:: WORK TO COMPLETE ::
Gather from the material every line that contains the string "boolean".

:: ENTRIES PROVIDED ::
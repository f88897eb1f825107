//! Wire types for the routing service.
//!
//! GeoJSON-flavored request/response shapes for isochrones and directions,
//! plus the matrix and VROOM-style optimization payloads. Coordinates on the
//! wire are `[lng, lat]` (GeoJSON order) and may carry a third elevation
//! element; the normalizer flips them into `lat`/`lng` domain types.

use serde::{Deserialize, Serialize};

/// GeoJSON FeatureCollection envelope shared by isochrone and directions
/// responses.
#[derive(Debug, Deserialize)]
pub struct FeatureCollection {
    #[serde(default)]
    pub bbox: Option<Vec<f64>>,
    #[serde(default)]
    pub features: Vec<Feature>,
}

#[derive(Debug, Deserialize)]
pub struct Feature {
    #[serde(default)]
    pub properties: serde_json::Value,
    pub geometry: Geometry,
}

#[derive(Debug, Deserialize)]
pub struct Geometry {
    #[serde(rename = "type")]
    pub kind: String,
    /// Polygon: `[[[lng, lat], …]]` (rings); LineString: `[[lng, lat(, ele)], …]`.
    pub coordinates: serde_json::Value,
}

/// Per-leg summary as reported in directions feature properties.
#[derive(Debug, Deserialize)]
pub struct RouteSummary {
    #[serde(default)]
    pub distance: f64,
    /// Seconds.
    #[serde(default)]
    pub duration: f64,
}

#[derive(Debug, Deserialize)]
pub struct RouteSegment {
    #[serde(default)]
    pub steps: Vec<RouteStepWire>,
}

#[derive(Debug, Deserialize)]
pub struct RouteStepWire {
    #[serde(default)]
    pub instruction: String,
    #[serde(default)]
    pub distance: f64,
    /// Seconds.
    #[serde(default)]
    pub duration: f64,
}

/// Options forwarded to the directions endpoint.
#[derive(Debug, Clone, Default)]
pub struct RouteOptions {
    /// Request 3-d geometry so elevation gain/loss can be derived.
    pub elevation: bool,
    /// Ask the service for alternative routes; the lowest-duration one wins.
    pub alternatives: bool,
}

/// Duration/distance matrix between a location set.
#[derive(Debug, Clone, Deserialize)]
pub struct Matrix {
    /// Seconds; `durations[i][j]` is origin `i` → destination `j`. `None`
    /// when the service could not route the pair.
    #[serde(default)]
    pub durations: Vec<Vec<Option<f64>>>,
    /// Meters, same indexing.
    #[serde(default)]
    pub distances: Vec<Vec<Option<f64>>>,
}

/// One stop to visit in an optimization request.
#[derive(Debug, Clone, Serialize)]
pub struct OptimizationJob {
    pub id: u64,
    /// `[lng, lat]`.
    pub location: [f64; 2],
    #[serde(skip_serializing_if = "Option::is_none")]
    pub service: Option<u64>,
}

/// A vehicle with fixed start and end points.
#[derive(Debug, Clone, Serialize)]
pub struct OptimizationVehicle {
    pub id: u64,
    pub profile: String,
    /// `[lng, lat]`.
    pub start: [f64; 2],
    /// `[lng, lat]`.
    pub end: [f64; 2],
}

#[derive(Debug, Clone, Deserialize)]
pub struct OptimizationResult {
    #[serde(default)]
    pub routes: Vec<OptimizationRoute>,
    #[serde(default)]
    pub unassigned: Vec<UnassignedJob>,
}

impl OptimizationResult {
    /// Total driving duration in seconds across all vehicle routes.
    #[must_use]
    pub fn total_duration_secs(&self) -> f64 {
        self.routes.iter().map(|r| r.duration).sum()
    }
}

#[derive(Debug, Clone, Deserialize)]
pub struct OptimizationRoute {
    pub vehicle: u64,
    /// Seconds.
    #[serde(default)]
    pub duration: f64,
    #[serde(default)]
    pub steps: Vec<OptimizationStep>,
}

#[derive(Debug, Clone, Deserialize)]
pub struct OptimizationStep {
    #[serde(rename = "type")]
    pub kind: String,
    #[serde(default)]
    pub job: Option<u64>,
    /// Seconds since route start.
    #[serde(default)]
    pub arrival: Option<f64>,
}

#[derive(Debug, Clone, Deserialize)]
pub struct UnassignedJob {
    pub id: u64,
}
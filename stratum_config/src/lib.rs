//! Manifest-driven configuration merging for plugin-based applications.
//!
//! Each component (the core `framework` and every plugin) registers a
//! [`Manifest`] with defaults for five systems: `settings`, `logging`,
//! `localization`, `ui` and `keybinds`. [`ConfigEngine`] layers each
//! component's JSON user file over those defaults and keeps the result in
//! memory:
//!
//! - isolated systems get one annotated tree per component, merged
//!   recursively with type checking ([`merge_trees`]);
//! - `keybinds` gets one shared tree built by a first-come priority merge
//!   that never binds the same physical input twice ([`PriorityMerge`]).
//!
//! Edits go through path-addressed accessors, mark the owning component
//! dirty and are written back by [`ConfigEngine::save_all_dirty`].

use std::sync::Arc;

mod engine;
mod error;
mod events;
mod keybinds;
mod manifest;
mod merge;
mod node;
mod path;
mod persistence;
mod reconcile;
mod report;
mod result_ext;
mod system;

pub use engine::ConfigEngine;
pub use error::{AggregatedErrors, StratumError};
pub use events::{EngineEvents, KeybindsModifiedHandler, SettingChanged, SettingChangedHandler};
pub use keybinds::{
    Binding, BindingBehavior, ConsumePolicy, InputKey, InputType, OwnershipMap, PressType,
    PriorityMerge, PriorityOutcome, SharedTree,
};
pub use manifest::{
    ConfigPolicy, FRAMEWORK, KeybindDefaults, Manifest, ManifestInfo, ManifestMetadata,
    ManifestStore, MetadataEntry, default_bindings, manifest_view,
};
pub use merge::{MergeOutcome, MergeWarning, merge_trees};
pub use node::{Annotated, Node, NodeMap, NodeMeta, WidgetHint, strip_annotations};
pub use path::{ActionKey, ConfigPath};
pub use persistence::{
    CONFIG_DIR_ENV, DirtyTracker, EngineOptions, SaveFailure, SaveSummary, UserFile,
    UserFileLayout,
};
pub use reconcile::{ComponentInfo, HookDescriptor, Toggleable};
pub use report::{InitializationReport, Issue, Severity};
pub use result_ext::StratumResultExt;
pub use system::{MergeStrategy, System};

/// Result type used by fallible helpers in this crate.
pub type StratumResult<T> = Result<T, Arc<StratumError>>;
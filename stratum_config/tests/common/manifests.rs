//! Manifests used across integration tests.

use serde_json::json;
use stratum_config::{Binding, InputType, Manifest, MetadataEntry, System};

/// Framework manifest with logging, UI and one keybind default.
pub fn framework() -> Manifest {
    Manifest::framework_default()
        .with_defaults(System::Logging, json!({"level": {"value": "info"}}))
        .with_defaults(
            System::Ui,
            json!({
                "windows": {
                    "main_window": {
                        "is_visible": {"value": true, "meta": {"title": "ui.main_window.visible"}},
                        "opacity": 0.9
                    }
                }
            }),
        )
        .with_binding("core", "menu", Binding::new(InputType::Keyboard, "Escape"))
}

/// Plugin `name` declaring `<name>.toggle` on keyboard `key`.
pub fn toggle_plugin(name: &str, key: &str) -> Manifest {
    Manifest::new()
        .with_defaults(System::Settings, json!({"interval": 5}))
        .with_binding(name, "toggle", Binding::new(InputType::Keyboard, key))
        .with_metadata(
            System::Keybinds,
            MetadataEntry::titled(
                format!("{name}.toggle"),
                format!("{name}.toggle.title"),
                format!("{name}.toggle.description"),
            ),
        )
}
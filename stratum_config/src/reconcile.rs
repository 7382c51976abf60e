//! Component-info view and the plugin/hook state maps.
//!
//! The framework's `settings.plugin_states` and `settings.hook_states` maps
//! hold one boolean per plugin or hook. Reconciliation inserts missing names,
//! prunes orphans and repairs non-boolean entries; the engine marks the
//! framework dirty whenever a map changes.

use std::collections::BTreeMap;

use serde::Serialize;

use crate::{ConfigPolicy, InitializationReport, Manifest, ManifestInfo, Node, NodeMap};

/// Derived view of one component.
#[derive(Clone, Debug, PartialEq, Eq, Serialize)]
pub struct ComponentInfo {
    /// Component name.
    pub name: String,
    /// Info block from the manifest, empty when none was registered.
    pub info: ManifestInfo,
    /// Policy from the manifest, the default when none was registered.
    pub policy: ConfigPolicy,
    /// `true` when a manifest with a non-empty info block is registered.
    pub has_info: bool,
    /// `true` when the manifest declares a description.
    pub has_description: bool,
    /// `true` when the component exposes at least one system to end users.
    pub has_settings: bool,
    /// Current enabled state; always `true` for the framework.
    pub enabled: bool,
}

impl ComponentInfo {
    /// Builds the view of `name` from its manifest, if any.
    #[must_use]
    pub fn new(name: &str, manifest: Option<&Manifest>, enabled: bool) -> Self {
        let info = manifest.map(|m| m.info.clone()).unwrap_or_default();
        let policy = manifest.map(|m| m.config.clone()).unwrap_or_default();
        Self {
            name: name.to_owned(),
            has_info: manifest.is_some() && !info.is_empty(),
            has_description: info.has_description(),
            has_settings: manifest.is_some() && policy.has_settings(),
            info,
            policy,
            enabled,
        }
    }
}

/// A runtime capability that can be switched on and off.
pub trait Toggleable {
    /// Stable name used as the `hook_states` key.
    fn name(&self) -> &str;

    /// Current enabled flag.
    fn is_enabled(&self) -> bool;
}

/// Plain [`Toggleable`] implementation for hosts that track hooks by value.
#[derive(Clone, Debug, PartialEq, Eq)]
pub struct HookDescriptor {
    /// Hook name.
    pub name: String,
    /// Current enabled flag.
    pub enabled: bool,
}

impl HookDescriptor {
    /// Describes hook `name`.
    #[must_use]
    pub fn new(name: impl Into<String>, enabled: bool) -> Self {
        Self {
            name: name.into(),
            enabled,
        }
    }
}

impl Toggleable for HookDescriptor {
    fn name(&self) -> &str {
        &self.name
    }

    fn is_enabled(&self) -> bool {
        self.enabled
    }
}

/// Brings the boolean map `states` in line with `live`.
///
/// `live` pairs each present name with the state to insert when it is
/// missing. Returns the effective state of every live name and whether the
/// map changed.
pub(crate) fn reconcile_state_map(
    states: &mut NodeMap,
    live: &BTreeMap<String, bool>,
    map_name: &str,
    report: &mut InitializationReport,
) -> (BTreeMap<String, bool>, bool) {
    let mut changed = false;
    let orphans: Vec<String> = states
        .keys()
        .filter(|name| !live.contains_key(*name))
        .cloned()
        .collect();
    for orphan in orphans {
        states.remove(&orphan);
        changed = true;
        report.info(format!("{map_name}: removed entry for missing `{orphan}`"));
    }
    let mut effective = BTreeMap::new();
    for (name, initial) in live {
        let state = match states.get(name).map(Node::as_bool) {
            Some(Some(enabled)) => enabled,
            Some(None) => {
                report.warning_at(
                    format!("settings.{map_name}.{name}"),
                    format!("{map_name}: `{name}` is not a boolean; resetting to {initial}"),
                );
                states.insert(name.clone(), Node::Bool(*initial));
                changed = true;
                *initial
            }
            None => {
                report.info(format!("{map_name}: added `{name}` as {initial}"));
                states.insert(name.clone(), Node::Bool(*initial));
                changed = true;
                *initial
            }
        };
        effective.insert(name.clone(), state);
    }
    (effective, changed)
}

:: SOLUTION TO THE PROBLEM ::
//! hold one boolean per plugin or hook. Reconciliation inserts missing names,
//! prunes orphans and repairs non-boolean entries; the engine marks the
/// Brings the boolean map `states` in line with `live`.
                    format!("{map_name}: `{name}` is not a boolean; resetting to {initial}"),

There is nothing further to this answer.